What is happening here?  The LLVM backend passes the registers in arguments,
which are then mapped to registers via the GHC calling convention we added
to LLVM.

As the LLVM backend takes off from Cmm, we produce function that always hold
the always live registers (on x86_64 these are: Base, Sp, Hp, R1, R2, R3, R4, R5, R6, SpLim)
and appends those registers that are live throughout the function call: in the
case of `q` this is one Float and one Double register. Let’s assume these are
F3 and D4.  Thus the function signature we generate looks like:

ghccc void @q(i64*, i64*, i64*, i64, i64, i64, i64, i64, i64, i64, float, double)

And expect the passed arguments to represent the following registers:

              base, sp, hp, r1, r2, r3, r4, r5, r6, spLim, f3, d4

as we found that f1 and d1 are not live.

Yet, when we call `q` in the form of `g` in the body of `f`. We will pass it 14 arguments
instead of 12.  To make this “typecheck” in LLVM, we

@q' = bitcast @q to (i64*, i64*, i64*, i64, i64, i64, i64, i64, i64, i64, float, double, float, double)

and call @q’(base, sp, hp, r1, r2, r3, r4, r5, r6, spLim, f1, d2, f3, d4).

at this point, we now assign f3 <- f1 and d4 <- d2; while silently ignoring
the passed arguments f3 and d4.

(This is where my llvmng backend fell over, as it does not bitcast function
 signatures but tries to unify them.)

# Solution?

Initially, Ben and I though we could simply always pass all registers as
arguments in LLVM and call it a day with the downside of create more verbose
but correct code.  As I found out, that comes with a few complications.  For
some reason, all active stg registers for my machine give me 

  Base, Sp, Hp, R1, R2, R3, R4, R5, R6, SpLim,
  F1, D1, F2, D2, F3, D3,

I should not have the YMM*, and ZMM* registers as I don’t have any AVX nor AVX512;
that looks like only a patch away.  However we try to optimize our register, such
that we can pass up to six doubles or six floats or any combination of both if needed
in registers, without having to allocate them on the stack, by assuming overlapping
registers (See Note [Overlapping global registers]).

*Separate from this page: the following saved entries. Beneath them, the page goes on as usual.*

//! Frame-synchronous trigger protocol
//!
//! Two operations drive a trigger port:
//!
//! - [`reset`] - the blocking baseline cycle (all lines high, hold, all lines low)
//!   used at setup and teardown to check connectivity.
//! - [`fire`] - the per-frame call made right after each buffer flip.
//!
//! # Per-frame protocol
//!
//! ```text
//!            armed = false                 armed = true
//!   IDLE ----------------> IDLE     IDLE ---------------> FIRING(code)
//!   FIRING --(next call)--> write 0, then the rules above again
//! ```
//!
//! Every `fire` call first writes 0, and only then writes the code if the
//! caller armed one for this frame. A code is therefore on the port for exactly
//! one frame and the port returns to idle even if the caller never re-arms.
//! Swapping the two writes would either lose the code or hold it for two
//! frames.
//!
//! `fire` never sleeps and performs at most two port writes and one log line;
//! `reset` sleeps and must stay out of the frame loop.
//!
//! # Usage
//!
//! ```rust
//! use stim_trigger::hardware::{Port, TriggerCode};
//! use stim_trigger::trigger::fire;
//!
//! let mut port = Port::null();
//! let mut send = false;
//! for frame in 0..3 {
//!     if frame == 1 {
//!         send = true; // stimulus onset on this frame
//!     }
//!     // ... window flip ...
//!     send = fire(TriggerCode::new(7), send, &mut port, None).unwrap();
//! }
//! assert!(!send);
//! ```

pub mod channel;
pub mod clock;

pub use channel::{ChannelState, ChannelStats, TriggerChannel};
pub use clock::{Clock, MonotonicClock};

use crate::error::AppResult;
use crate::hardware::{Port, TriggerCode, TriggerOutput};
use std::time::Duration;
use tracing::info;

/// What a reset call did.
#[derive(Debug, Clone, Copy, PartialEq, Eq)]
pub enum ResetOutcome {
    /// The port went to 255, held, and returned to 0.
    Completed,
    /// Null port; nothing was reset.
    Skipped,
}

/// Drive the port to 255, hold for `hold`, then drive it to 0.
///
/// Blocks the calling thread for `hold`. Only call this at setup or teardown,
/// never from the frame loop.
///
/// # Errors
///
/// Returns `StimError::Write` if either write fails.
pub fn reset(port: &mut Port, hold: Duration) -> AppResult<ResetOutcome> {
    if port.is_null() {
        info!("No port was reset");
        return Ok(ResetOutcome::Skipped);
    }

    info!(port = %port.describe(), "Sending max trigger value");
    port.write(TriggerCode::MAX)?;
    std::thread::sleep(hold);
    info!(port = %port.describe(), "Sending zero trigger value");
    port.write(TriggerCode::IDLE)?;
    Ok(ResetOutcome::Completed)
}

/// Per-frame trigger step. Call once per frame, right after the buffer flip.
///
/// Clears the port, then asserts `code` if `armed`. Returns the new value of
/// the caller's armed flag, which is always `false`: a firing consumes the
/// flag, and an unarmed frame leaves it unarmed.
///
/// When a code is sent it is logged together with `clock`'s time; without a
/// clock the log line simply has no timestamp.
///
/// # Errors
///
/// Returns `StimError::Write` if the port rejects a write. Write failures are
/// never swallowed since they corrupt the recorded event timing.
pub fn fire(
    code: TriggerCode,
    armed: bool,
    port: &mut Port,
    clock: Option<&dyn Clock>,
) -> AppResult<bool> {
    fire_stamped(code, armed, port, clock).map(|(still_armed, _)| still_armed)
}

/// [`fire`], also returning the clock time logged for a sent code.
///
/// The clock is read once per sent code so callers can record the same
/// timestamp that went to the log.
pub(crate) fn fire_stamped(
    code: TriggerCode,
    armed: bool,
    port: &mut Port,
    clock: Option<&dyn Clock>,
) -> AppResult<(bool, Option<f64>)> {
    port.write(TriggerCode::IDLE)?;
    if !armed {
        return Ok((false, None));
    }

    port.write(code)?;
    let time = clock.map(|c| c.now());
    log_sent(code, port, time);
    Ok((false, time))
}

fn log_sent(code: TriggerCode, port: &Port, time: Option<f64>) {
    match time {
        Some(time) => info!(
            code = code.value(),
            time,
            mode = %port.mode(),
            "code {} sent", code
        ),
        None => info!(code = code.value(), mode = %port.mode(), "code {} sent", code),
    }
}

#[cfg(test)]
mod tests {
    use super::*;
    use crate::hardware::{MockSink, ParallelAddress, ParallelPort, WriteLog};
    use std::time::Instant;

    fn parallel(log: &WriteLog) -> Port {
        Port::from(ParallelPort::with_sink(
            ParallelAddress::default(),
            MockSink::new(log.clone()),
        ))
    }

    #[test]
    fn test_fire_clears_then_sets() {
        let log = WriteLog::new();
        let mut port = parallel(&log);

        let armed = fire(TriggerCode::new(7), true, &mut port, None).unwrap();
        assert!(!armed);
        assert_eq!(log.values(), vec![0, 7]);
        assert_eq!(log.last(), Some(7));

        let armed = fire(TriggerCode::new(7), false, &mut port, None).unwrap();
        assert!(!armed);
        assert_eq!(log.values(), vec![0, 7, 0]);
    }

    #[test]
    fn test_unarmed_fire_only_clears() {
        let log = WriteLog::new();
        let mut port = parallel(&log);
        for _ in 0..5 {
            assert!(!fire(TriggerCode::new(99), false, &mut port, None).unwrap());
            assert_eq!(log.last(), Some(0));
        }
        assert_eq!(log.values(), vec![0; 5]);
    }

    #[test]
    fn test_fire_with_clock() {
        let log = WriteLog::new();
        let mut port = parallel(&log);
        let clock = || 3.25;
        assert!(!fire(TriggerCode::new(42), true, &mut port, Some(&clock)).unwrap());
        assert_eq!(log.last(), Some(42));
    }

    #[test]
    fn test_fire_propagates_write_failure() {
        let log = WriteLog::new();
        let mut port = Port::from(ParallelPort::with_sink(
            ParallelAddress::default(),
            MockSink::failing(log),
        ));
        assert!(fire(TriggerCode::new(1), true, &mut port, None).is_err());
    }

    #[test]
    fn test_reset_sequence_and_hold() {
        let log = WriteLog::new();
        let mut port = parallel(&log);
        let hold = Duration::from_millis(20);
        let start = Instant::now();
        assert_eq!(reset(&mut port, hold).unwrap(), ResetOutcome::Completed);
        assert!(start.elapsed() >= hold);
        assert_eq!(log.values(), vec![255, 0]);
    }

    #[test]
    fn test_reset_null_port_is_skipped() {
        let mut port = Port::null();
        assert_eq!(
            reset(&mut port, Duration::from_secs(5)).unwrap(),
            ResetOutcome::Skipped
        );
    }
}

And as such a full function signature in LLVM would as opposed to one that’s based on
the “live” registers as we have right now, would consist of 12 float/double registers,
and LLVM only maps 6.  My current idea is to, pass only the explicit F1,D1,…,F3,D3
and try to disable the register overlapping for LLVM.  This would probably force more
floating values to be stack allocated rather than passed via registers, but would
likely guarantee that the registers match up.  The other option I can think of is to
define some viertual generic floating registers in the llvm code gen: V1,…,V6
and then perform something like

  F1 <- V1 as float
  D1 <- V1 as double

in the body of the function, while trying to use the `live` information at the call site
to decide which of F1 or D1 to pass as V1.